Ridgeline High School student and aspiring graphic designer Jada Baugh stands next to the CVTD bus showcasing her artwork.

A girl riding her mountain bike on the Cache Valley terrain with local landmarks in the background is the artistic piece that will be seen driving around the valley this year as the winner of the Art in Transit competition to design a bus wrap.

The piece is “such a great portrayal of our community and what’s in our community with the beauty, and the mountains and nature and outdoor activities,” said Aurora Hughes Villa, endowed program director for elementary arts education.

On its eighth year adorning Cache Valley Transit District buses, the Art in Transit Program named Ridgeline High School student and aspiring graphic designer Jada Baugh as the winner of the competition.

“I was freaking out,” Baugh said. “Never would’ve thought that I would have something on a bus.”

Baugh said the inspiration for the watercolor pencils piece was her adventures riding her mountain bike on the many trails Cache Valley has to offer.

“I’m on the mountain bike team so I guess that was the one thing that I wanted to do,” Baugh said.

Villa said the excitement of the students and opportunity to promote art in the community are a couple of the reasons the program is in its eighth year.

“That eighth grader, when she came on the bus and was like, ‘That’s my artwork, Mom, there it is,’” Villa said, “I think having that recognition for the students is what motivates me and having their artwork as a piece of the community and a part of the community.”

Art in Transit also adorns the inside of CVTD buses with art from students from the valley. This year, Mount Logan Middle School students collaborated to create poetry and visual images for the inside of the buses.

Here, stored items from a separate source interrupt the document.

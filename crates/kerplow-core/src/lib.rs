//! Kerplow Core - interactive scaffolding for Node.js projects
//!
//! Asks a fixed sequence of yes/no questions about the tooling a project
//! should use, copies the matching template files, edits `package.json`,
//! installs the chosen packages and finally removes itself from the project.
//! An update mode refreshes the shared config files in existing projects.
//!
//! # Architecture
//!
//! The library is organized into layers:
//!
//! - **Layer 1: Core Operations** - prompting, manifest editing, template copying,
//!   package manager invocation
//! - **Layer 2: Workflow Orchestration** - the wizard node graph, `scaffold` and the
//!   update/retab driver, all UI-free and driven through the `Prompter` and
//!   `CommandRunner` traits
//! - **Layer 3: CLI/TUI Interface** - Optional cliclack-based narration (feature-gated)
//!
//! # Feature Flags
//!
//! - `tui` (default): Enables the cliclack-based run module
//!
//! # Example Usage (without TUI)
//!
//! ```ignore
//! use kerplow_core::{scaffold, PromptEngine, ScaffoldOptions, SystemRunner};
//!
//! let stdin = std::io::stdin();
//! let mut prompter = PromptEngine::new(stdin.lock(), std::io::stdout());
//! let outcome = scaffold(&options, &mut prompter, &mut SystemRunner).await?;
//! ```

pub mod error;
pub mod manifest;
pub mod product;
pub mod prompt;
pub mod runtime;
pub mod scaffold;
pub mod sync;
pub mod templates;
pub mod wizard;

#[cfg(feature = "tui")]
pub mod tui;

// Re-export main types for convenience
pub use error::{KerplowError, Result};
pub use manifest::{ManifestDocument, ManifestPath, PendingMutation};
pub use product::ProductConfig;
pub use prompt::{PromptEngine, Prompter, Question};
pub use runtime::{check_runtimes, CommandRunner, RuntimeInfo, SystemRunner};
pub use scaffold::{scaffold, ScaffoldOptions, ScaffoldOutcome};
pub use templates::{discover_routes, render_routes, RootManifest, RouteModule};
pub use wizard::{Topic, WizardState};

#[cfg(feature = "tui")]
pub use tui::{run, RunArgs, RunOutcome};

MLMS sixth-grade students had Poet Laureate of Hawaii Kealoha visit and teach them about poetry. MLMS English teacher Cherie Kircalli’s sixth-grade class then expanded on their poetry lesson.

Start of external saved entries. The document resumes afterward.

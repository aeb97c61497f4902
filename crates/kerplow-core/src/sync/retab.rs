//! Re-indentation of tracked text files

use crate::error::{KerplowError, Result};
use crate::manifest::{PACKAGE_JSON, PACKAGE_LOCK_JSON};
use crate::runtime::Shell;
use std::fmt;
use std::path::{Path, PathBuf};

/// Spaces per leading tab when expanding
const TAB_WIDTH: usize = 4;

/// A line whose indentation changed by more levels than expected
#[derive(Debug, Clone, PartialEq, Eq)]
pub struct IndentationJump {
    pub file: String,
    /// 1-based
    pub line: usize,
}

impl fmt::Display for IndentationJump {
    fn fmt(&self, f: &mut fmt::Formatter<'_>) -> fmt::Result {
        write!(f, "{}:{} - Unexpected indentation jump", self.file, self.line)
    }
}

/// Formatter output
#[derive(Debug, Clone, PartialEq, Eq)]
pub struct Reindented {
    pub text: String,
    pub warnings: Vec<IndentationJump>,
}

/// Rewrites the indentation of one file
pub trait Reindent {
    fn reindent(&self, file_name: &str, text: &str) -> Reindented;
}

/// Normalizes a file to tab indentation.
///
/// Leading tabs are expanded, trailing whitespace trimmed, and the width of
/// one level is taken from the first line indented by two or more spaces.
/// Runs of that width are then folded back into tabs, except in Markdown
/// where leading spaces carry meaning.
#[derive(Debug, Default, Clone, Copy)]
pub struct TabFormatter;

impl Reindent for TabFormatter {
    fn reindent(&self, file_name: &str, text: &str) -> Reindented {
        let mut lines: Vec<String> = text.split('\n').map(expand_line).collect();

        let width = lines
            .iter()
            .map(|line| leading_spaces(line))
            .find(|&spaces| spaces >= 2)
            .unwrap_or(0);

        let warnings = if width > 0 {
            indentation_jumps(&lines, width)
                .into_iter()
                .map(|line| IndentationJump {
                    file: file_name.to_string(),
                    line,
                })
                .collect()
        } else {
            Vec::new()
        };

        if lines.last().is_some_and(|line| !line.is_empty()) {
            lines.push(String::new());
        }

        if width >= 2 && !is_markdown(file_name) {
            for line in &mut lines {
                *line = tabify(line, width);
            }
        }

        Reindented {
            text: lines.join("\n"),
            warnings,
        }
    }
}

/// Expand leading tabs and trim trailing blanks
fn expand_line(line: &str) -> String {
    let rest = line.trim_start_matches('\t');
    let tabs = line.len() - rest.len();
    let mut expanded = " ".repeat(tabs * TAB_WIDTH);
    expanded.push_str(rest);
    expanded.truncate(expanded.trim_end_matches([' ', '\t']).len());
    expanded
}

fn leading_spaces(line: &str) -> usize {
    line.len() - line.trim_start_matches(' ').len()
}

/// Indentation that counts as a level: two or more whitespace characters
/// before some content
fn indentation(line: &str) -> usize {
    let content = line.trim_start();
    if content.is_empty() {
        return 0;
    }
    let indent = line[..line.len() - content.len()].chars().count();
    if indent >= 2 {
        indent
    } else {
        0
    }
}

/// 1-based line numbers where the indentation level jumps
fn indentation_jumps(lines: &[String], width: usize) -> Vec<usize> {
    let width = width as i64;
    let mut level: i64 = 0;
    let mut jumps = Vec::new();

    for (index, line) in lines.iter().enumerate() {
        // Blank lines inside a block say nothing about its depth
        if line.is_empty() && level != 0 {
            continue;
        }

        let indent = indentation(line) as i64;
        if indent == (level + 1) * width {
            level += 1;
        } else if indent == (level - 1) * width {
            level -= 1;
        } else if indent == (level - 2) * width {
            level = indent / width;
        } else if indent != level * width && indent % width == 0 {
            jumps.push(index + 1);
            level = indent / width;
        }
    }

    jumps
}

fn tabify(line: &str, width: usize) -> String {
    let groups = leading_spaces(line) / width;
    if groups == 0 {
        return line.to_string();
    }
    let mut out = "\t".repeat(groups);
    out.push_str(&line[groups * width..]);
    out
}

fn is_markdown(file_name: &str) -> bool {
    Path::new(file_name)
        .extension()
        .is_some_and(|ext| ext.eq_ignore_ascii_case("md"))
}

/// Options for a retab run
#[derive(Debug, Clone, PartialEq, Eq)]
pub struct RetabOptions {
    /// Base names never touched
    pub exclude: Vec<String>,
    /// Report without writing
    pub dry_run: bool,
}

impl Default for RetabOptions {
    fn default() -> Self {
        Self {
            exclude: vec![PACKAGE_JSON.to_string(), PACKAGE_LOCK_JSON.to_string()],
            dry_run: false,
        }
    }
}

impl RetabOptions {
    fn is_excluded(&self, file: &Path) -> bool {
        file.file_name()
            .and_then(|name| name.to_str())
            .is_some_and(|name| self.exclude.iter().any(|excluded| excluded == name))
    }
}

#[derive(Debug, Default, Clone, PartialEq, Eq)]
pub struct RetabReport {
    /// Text files that were formatted
    pub checked: Vec<PathBuf>,
    /// Files whose content changed (written unless dry run)
    pub changed: Vec<PathBuf>,
    /// Files skipped because they are not text
    pub binary: Vec<PathBuf>,
    pub warnings: Vec<IndentationJump>,
}

/// Files tracked by git in `repo`, minus excluded base names.
/// Paths are relative to `repo`.
pub fn tracked_files(shell: &Shell, repo: &Path, options: &RetabOptions) -> Result<Vec<PathBuf>> {
    // NUL-separated output is never C-quoted, whatever core.quotepath says
    let listing = shell.run(repo, "git ls-files -z")?;
    Ok(listing
        .split('\0')
        .filter(|line| !line.is_empty())
        .map(PathBuf::from)
        .filter(|file| !options.is_excluded(file))
        .collect())
}

/// Text content of a file, or `None` for binary data
fn as_text(bytes: &[u8]) -> Option<&str> {
    if bytes.contains(&0) {
        return None;
    }
    std::str::from_utf8(bytes).ok()
}

/// Format `files` (relative to `repo`) with `formatter`
pub fn retab_files<F: Reindent>(
    repo: &Path,
    files: &[PathBuf],
    formatter: &F,
    options: &RetabOptions,
) -> Result<RetabReport> {
    let mut report = RetabReport::default();

    for file in files {
        if options.is_excluded(file) {
            continue;
        }

        let path = repo.join(file);
        let bytes = match std::fs::read(&path) {
            Ok(bytes) => bytes,
            // Tracked but deleted from the work tree
            Err(e) if e.kind() == std::io::ErrorKind::NotFound => continue,
            Err(e) => {
                return Err(KerplowError::io(format!("Failed to read {}", path.display()), e))
            }
        };

        let Some(text) = as_text(&bytes) else {
            report.binary.push(path);
            continue;
        };

        let formatted = formatter.reindent(&path.display().to_string(), text);
        report.warnings.extend(formatted.warnings);

        if formatted.text != text {
            if !options.dry_run {
                std::fs::write(&path, &formatted.text).map_err(|e| {
                    KerplowError::io(format!("Failed to write {}", path.display()), e)
                })?;
            }
            report.changed.push(path.clone());
        }
        report.checked.push(path);
    }

    Ok(report)
}

/// List the repository's tracked files through `shell` and format them
pub fn retab_repository<F: Reindent>(
    shell: &Shell,
    repo: &Path,
    formatter: &F,
    options: &RetabOptions,
) -> Result<RetabReport> {
    let files = tracked_files(shell, repo, options)?;
    retab_files(repo, &files, formatter, options)
}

According to Kircalli, the students picked an abstract noun such as friendship, war or love and imagined the concepts as if they had human traits such as gender, age, appearance and personality.

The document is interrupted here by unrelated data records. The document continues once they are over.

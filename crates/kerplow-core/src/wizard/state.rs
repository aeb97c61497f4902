//! Wizard state threaded through the node walk

use super::Topic;
use crate::error::{KerplowError, Result};
use crate::manifest::PendingMutation;
use crate::runtime::{DependencyKind, DependencySet};
use crate::templates::{write_route_manifest, TemplateCopyJob, TemplateInstaller};
use std::collections::BTreeMap;
use std::path::PathBuf;

/// Answers captured so far in this run
#[derive(Debug, Clone, Default, PartialEq, Eq)]
pub struct Answers(BTreeMap<Topic, bool>);

impl Answers {
    pub fn get(&self, topic: Topic) -> Option<bool> {
        self.0.get(&topic).copied()
    }

    /// True only if the topic was asked and answered yes
    pub fn is_yes(&self, topic: Topic) -> bool {
        self.get(topic).unwrap_or(false)
    }

    /// Record an answer. Each topic can be answered once per run.
    pub fn record(&mut self, topic: Topic, answer: bool) -> Result<()> {
        if self.0.contains_key(&topic) {
            return Err(KerplowError::QuestionAskedTwice(topic));
        }
        self.0.insert(topic, answer);
        Ok(())
    }

    pub fn iter(&self) -> impl Iterator<Item = (Topic, bool)> + '_ {
        self.0.iter().map(|(topic, answer)| (*topic, *answer))
    }
}

/// A side effect produced by a wizard node
#[derive(Debug, Clone, PartialEq)]
pub enum Effect {
    /// Copy a template now, overwriting
    Copy(TemplateCopyJob),
    /// Copy a template now unless the destination exists
    CopyIfAbsent(TemplateCopyJob),
    /// Create an empty project directory now
    CreateDir(PathBuf),
    /// List the route modules under a project directory into a manifest file
    WriteRoutes { routes_dir: PathBuf, manifest: PathBuf },
    AddDependency(DependencyKind, &'static str),
    RemoveDependency(DependencyKind, &'static str),
    /// Queue a manifest edit for the end of the run
    Mutate(PendingMutation),
}

pub type Effects = Vec<Effect>;

/// Everything the wizard has decided so far
#[derive(Debug, Clone, Default, PartialEq)]
pub struct WizardState {
    pub answers: Answers,
    pub dependencies: DependencySet,
    pub mutations: Vec<PendingMutation>,
    /// Template copies already performed, in order
    pub copied: Vec<TemplateCopyJob>,
}

impl WizardState {
    pub fn new() -> Self {
        Self::default()
    }

    /// Apply effects: file operations run immediately, dependencies and
    /// manifest edits are queued.
    pub async fn apply(mut self, effects: Effects, installer: &TemplateInstaller) -> Result<Self> {
        for effect in effects {
            match effect {
                Effect::Copy(job) => {
                    installer.copy(&job).await?;
                    self.copied.push(job);
                }
                Effect::CopyIfAbsent(job) => {
                    if installer.copy_if_absent(&job).await?.is_some() {
                        self.copied.push(job);
                    }
                }
                Effect::CreateDir(dir) => {
                    installer.create_dir(&dir).await?;
                }
                Effect::WriteRoutes {
                    routes_dir,
                    manifest,
                } => {
                    let root = installer.target_root();
                    write_route_manifest(&root.join(routes_dir), &root.join(manifest)).await?;
                }
                Effect::AddDependency(kind, name) => {
                    self.dependencies.add(kind, name);
                }
                Effect::RemoveDependency(kind, name) => {
                    self.dependencies.remove(kind, name);
                }
                Effect::Mutate(mutation) => self.mutations.push(mutation),
            }
        }
        Ok(self)
    }
}

#[cfg(test)]
mod tests {
    use super::*;

    #[test]
    fn test_answers_are_recorded_once() {
        let mut answers = Answers::default();
        answers.record(Topic::Express, true).unwrap();

        let err = answers.record(Topic::Express, false).unwrap_err();
        assert!(matches!(err, KerplowError::QuestionAskedTwice(Topic::Express)));
        assert_eq!(answers.get(Topic::Express), Some(true));
    }

    #[test]
    fn test_unasked_topic_is_not_yes() {
        let answers = Answers::default();
        assert_eq!(answers.get(Topic::Rollup), None);
        assert!(!answers.is_yes(Topic::Rollup));
    }

    #[tokio::test]
    async fn test_apply_copies_eagerly_and_queues_the_rest() {
        let templates = tempfile::tempdir().unwrap();
        let project = tempfile::tempdir().unwrap();
        std::fs::write(templates.path().join("tsconfig.json"), "{}").unwrap();
        let installer = TemplateInstaller::new(templates.path(), project.path());

        let state = WizardState::new()
            .apply(
                vec![
                    Effect::Copy(TemplateCopyJob::mirrored("tsconfig.json")),
                    Effect::CreateDir(PathBuf::from("public")),
                    Effect::AddDependency(DependencyKind::Dev, "typescript"),
                    Effect::AddDependency(DependencyKind::Dev, "eslint"),
                    Effect::RemoveDependency(DependencyKind::Dev, "typescript"),
                    Effect::Mutate(PendingMutation::script("start", "node index.js")),
                ],
                &installer,
            )
            .await
            .unwrap();

        assert!(project.path().join("tsconfig.json").is_file());
        assert!(project.path().join("public").is_dir());
        assert_eq!(state.copied, [TemplateCopyJob::mirrored("tsconfig.json")]);
        let dev: Vec<&str> = state.dependencies.names(DependencyKind::Dev).collect();
        assert_eq!(dev, ["eslint"]);
        assert_eq!(state.mutations.len(), 1);
        assert!(!project.path().join("package.json").exists());
    }
}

“It gave them a different way of expressing their opinions,” Kircalli said. “It was so powerful. There were students who would hardly ever speak in class who had written things that were just insightful and creative.”

Some of the poems written by the sixth graders were then given to MLMS art teacher Jennifer Thomas and her 7th and 8th grade classes for the inspiration of art pieces.

“They had poems that inspired their artwork,” Villa said. “They created imagery with printmaking techniques.”

According to Villa, although the poems could not be printed for all the buses, every CVTD bus will have one side of the inside adorned with the 7th and 8th grade art pieces that were inspired by the 6th grade students’ poems.

“They’re just beautiful,” Villa said.